Boston photographer forges bond with wounded subjects
BOSTON -- The day the bombs went off at the Boston Marathon, veteran Boston Globe photographer John Tlumacki took more than 200 photos.
"I have trouble going back to the finish line of the marathon, because I can visualize where everybody was when I photographed them," Tlumacki says.
He was especially haunted by the images he took of 17-year-old Sydney Corcoran and her 48-year-old mother, Celeste. Shrapnel severed Sydney's femoral artery and destroyed Celeste's lower legs.
"By photographing people the way I did -- Sydney on the ground, helpless, and Celeste -- I felt like I took advantage of them," Tlumacki says. "Even though I was doing my job, that I was guilty of maybe depriving them of their dignity."
Tlumacki felt compelled to meet them. Two weeks later, when he finally did, he apologized.

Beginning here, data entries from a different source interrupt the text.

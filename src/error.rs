use std::fmt;
use std::sync::Arc;

use thiserror::Error;

// ---------------------------------------------------------------------------
// TableError
// ---------------------------------------------------------------------------

/// Defect-level failures from `EntityChangeTable` operations.
///
/// Domain-level conditions (empty entity, undo with no history) are silent
/// no-ops and never produce an error; only a bad row index gets here.
#[derive(Debug, Clone, PartialEq, Eq, Error)]
pub enum TableError {
    #[error("row index {index} out of range (table has {len} rows)")]
    IndexOutOfRange { index: usize, len: usize },

    #[error("unknown share class \"{0}\"")]
    UnknownShareClass(String),
}

// ---------------------------------------------------------------------------
// FetchError
// ---------------------------------------------------------------------------

/// The original error returned by a caller-supplied fetch function.
///
/// Stored behind an `Arc` so every caller coalesced onto the same in-flight
/// operation can observe the same failure. `Display` and `source()` defer to
/// the underlying error, so callers see it unchanged.
#[derive(Debug, Clone)]
pub struct FetchError(Arc<dyn std::error::Error + Send + Sync>);

impl FetchError {
    pub fn new(source: Box<dyn std::error::Error + Send + Sync>) -> Self {
        Self(Arc::from(source))
    }

    /// The underlying error as supplied by the fetch function.
    pub fn inner(&self) -> &(dyn std::error::Error + Send + Sync) {
        self.0.as_ref()
    }
}

impl fmt::Display for FetchError {
    fn fmt(&self, f: &mut fmt::Formatter<'_>) -> fmt::Result {
        write!(f, "{}", self.0)
    }
}

impl std::error::Error for FetchError {
    fn source(&self) -> Option<&(dyn std::error::Error + 'static)> {
        let inner: &(dyn std::error::Error + 'static) = self.0.as_ref();
        Some(inner)
    }
}

// ---------------------------------------------------------------------------
// QueryError
// ---------------------------------------------------------------------------

/// Failures surfaced by `QueryDedupCache::get_or_fetch`.
#[derive(Debug, Clone, Error)]
pub enum QueryError {
    /// The supplied fetch function failed. Never retried or wrapped further.
    #[error(transparent)]
    Fetch(FetchError),

    /// The in-flight operation this caller coalesced onto was dropped
    /// before it settled (its driving future was cancelled). The key is
    /// released; a retry starts a fresh fetch.
    #[error("in-flight query was dropped before completing")]
    Dropped,
}

/// Result of a caller-supplied fetch function.
pub type FetchResult<T> = std::result::Result<T, Box<dyn std::error::Error + Send + Sync>>;

// ---------------------------------------------------------------------------
// FilingError / Result
// ---------------------------------------------------------------------------

/// Umbrella error for the service layer.
#[derive(Debug, Error)]
pub enum FilingError {
    #[error(transparent)]
    Table(#[from] TableError),

    #[error(transparent)]
    Query(#[from] QueryError),
}

pub type Result<T, E = FilingError> = std::result::Result<T, E>;

// ---------------------------------------------------------------------------
// Tests
// ---------------------------------------------------------------------------
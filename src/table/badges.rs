use crate::types::{apply_precedence, ChangeTag, TagSet};

/// A review-screen badge for one visible change tag. Labels are the
/// canonical English strings; locale-aware rendering is a collaborator's
/// concern.
#[derive(Debug, Clone, PartialEq, Eq)]
pub struct Badge {
    pub tag: ChangeTag,
    pub label: &'static str,
}

fn label(tag: ChangeTag) -> &'static str {
    match tag {
        ChangeTag::Added => "Added",
        ChangeTag::Removed => "Removed",
        ChangeTag::NameChanged => "Name Changed",
        ChangeTag::AddressChanged => "Address Changed",
        ChangeTag::RolesChanged => "Roles Changed",
        ChangeTag::EmailChanged => "Email Changed",
        ChangeTag::Edited => "Edited",
        ChangeTag::Corrected => "Corrected",
        ChangeTag::Replaced => "Replaced",
    }
}

/// Badges to display for a row's tag set. `Added` suppresses everything
/// else, then `Removed`; otherwise every tag gets a badge.
pub fn badges(tags: &TagSet) -> Vec<Badge> {
    apply_precedence(tags)
        .into_iter()
        .map(|tag| Badge {
            tag,
            label: label(tag),
        })
        .collect()
}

"I didn't want to have that image in my head of them laying on the ground," he says. "I needed a new picture of them, and I asked them if I could take a picture of them, and they just kind of looked at each other and smiled."
They grew closer as he documented their recovery.
"One of the first times that Celeste stood up by herself without holding on to anything ... that was, for me, day one of Celeste being energized and courageous, being Boston strong," Tlumacki says.
Tlumacki witnessed milestones, such as the day Sydney left the hospital.
"To just be in my brother's car and out of a hospital and to know I was going home, I was just so ecstatic, and I was like, 'Alright, take me home!'" Sydney recalls.
Five days later, Celeste came home.
"They wheeled me in, and I threw up my arms, just like she did," Celeste says. "And was just like, 'Yes, I'm home.'"
Another favorite was the night of Sydney's senior prom.
"There were times when we didn't think we'd be that happy again, or just be here physically," Sydney says. "To be able to look back and see that, there's a certain triumph in it, because you've overcome that obstacle."
Tlumacki says he now feels absolved of his guilt.
"I remember Celeste saying to me, 'John, I don't want you ever, ever to feel that guilt ever again. Whatever you did, people wouldn't have known the horror that day, what terrorism does, and you captured that for the world to see,'" Tlumacki says. "That's all I needed to hear. That was closure for me."
After experiencing the bombing as strangers, they are healing together as friends.